■ Exercise prompt
From the first line onward, reproduce the records exactly; the final line to include is the one holding "pub use content_type::content_type_for;".

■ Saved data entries
*****

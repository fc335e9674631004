//! Media streaming module.
//!
//! Streams files produced by the encoder back to HLS clients while keeping
//! the owning transcode job referenced for the duration of the response.

mod content_type;
mod segment;

pub use content_type::content_type_for;
pub use segment::{LeasedStream, SegmentStreamer};
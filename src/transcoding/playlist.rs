//! Locating a playlist on disk from a client-supplied token.
//!
//! The encoder picks the playlist filename, and clients only echo back an
//! opaque token that is contained in it. The first `.m3u8` file in the output
//! directory whose name contains the token (ignoring case) wins. Directory
//! enumeration order is filesystem-dependent, so tokens must be unique enough
//! to match a single file.

use std::path::{Path, PathBuf};

pub const PLAYLIST_EXTENSION: &str = "m3u8";

/// Find the playlist in `output_dir` whose filename contains `playlist_token`.
///
/// A missing or unreadable directory is treated like an empty one.
pub async fn find_playlist_path(output_dir: &Path, playlist_token: &str) -> Option<PathBuf> {
    let mut entries = match tokio::fs::read_dir(output_dir).await {
        Ok(entries) => entries,
        Err(e) => {
            tracing::debug!(
                dir = %output_dir.display(),
                error = %e,
                "Cannot list transcode output directory"
            );
            return None;
        }
    };

    let token = playlist_token.to_lowercase();
    loop {
        let entry = match entries.next_entry().await {
            Ok(Some(entry)) => entry,
            Ok(None) => return None,
            Err(e) => {
                tracing::debug!(dir = %output_dir.display(), error = %e, "Directory listing failed");
                return None;
            }
        };

        let path = entry.path();
        if !is_playlist_file(&path) {
            continue;
        }
        let Some(name) = path.file_name().map(|n| n.to_string_lossy().to_lowercase()) else {
            continue;
        };
        if !name.contains(&token) {
            continue;
        }
        match entry.file_type().await {
            Ok(ft) if ft.is_dir() => continue,
            Ok(_) => return Some(path),
            Err(_) => continue,
        }
    }
}

fn is_playlist_file(path: &Path) -> bool {
    path.extension()
        .is_some_and(|ext| ext.to_string_lossy().eq_ignore_ascii_case(PLAYLIST_EXTENSION))
}

#[cfg(test)]
mod tests {
    use super::*;

    fn touch(dir: &Path, name: &str) {
        std::fs::write(dir.join(name), b"").unwrap();
    }

    #[tokio::test]
    async fn test_finds_playlist_containing_token() {
        let dir = tempfile::tempdir().unwrap();
        touch(dir.path(), "abc123-hls1.m3u8");
        touch(dir.path(), "xyz999-hls1.m3u8");

        let found = find_playlist_path(dir.path(), "abc123").await;
        assert_eq!(found, Some(dir.path().join("abc123-hls1.m3u8")));
    }

    #[tokio::test]
    async fn test_match_ignores_case() {
        let dir = tempfile::tempdir().unwrap();
        touch(dir.path(), "ABC123-hls1.M3U8");

        let found = find_playlist_path(dir.path(), "abc123").await;
        assert_eq!(found, Some(dir.path().join("ABC123-hls1.M3U8")));
    }

    #[tokio::test]
    async fn test_ignores_non_playlist_files() {
        let dir = tempfile::tempdir().unwrap();
        touch(dir.path(), "abc1230.ts");
        touch(dir.path(), "abc123.m3u8.tmp");

        assert_eq!(find_playlist_path(dir.path(), "abc123").await, None);
    }

    #[tokio::test]
    async fn test_ignores_directories() {
        let dir = tempfile::tempdir().unwrap();
        std::fs::create_dir(dir.path().join("abc123.m3u8")).unwrap();

        assert_eq!(find_playlist_path(dir.path(), "abc123").await, None);
    }

    #[tokio::test]
    async fn test_no_match_returns_none() {
        let dir = tempfile::tempdir().unwrap();
        touch(dir.path(), "xyz999-hls1.m3u8");

        assert_eq!(find_playlist_path(dir.path(), "abc123").await, None);
    }

    #[tokio::test]
    async fn test_missing_directory_returns_none() {
        let found = find_playlist_path(Path::new("/nonexistent/segmentd"), "abc123").await;
        assert_eq!(found, None);
    }
}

*****

■ Exercise solution
repository fc335e9674631004
//! Media streaming module.
//!
//! Streams files produced by the encoder back to HLS clients while keeping
//! the owning transcode job referenced for the duration of the response.

mod content_type;
mod segment;

pub use content_type::content_type_for;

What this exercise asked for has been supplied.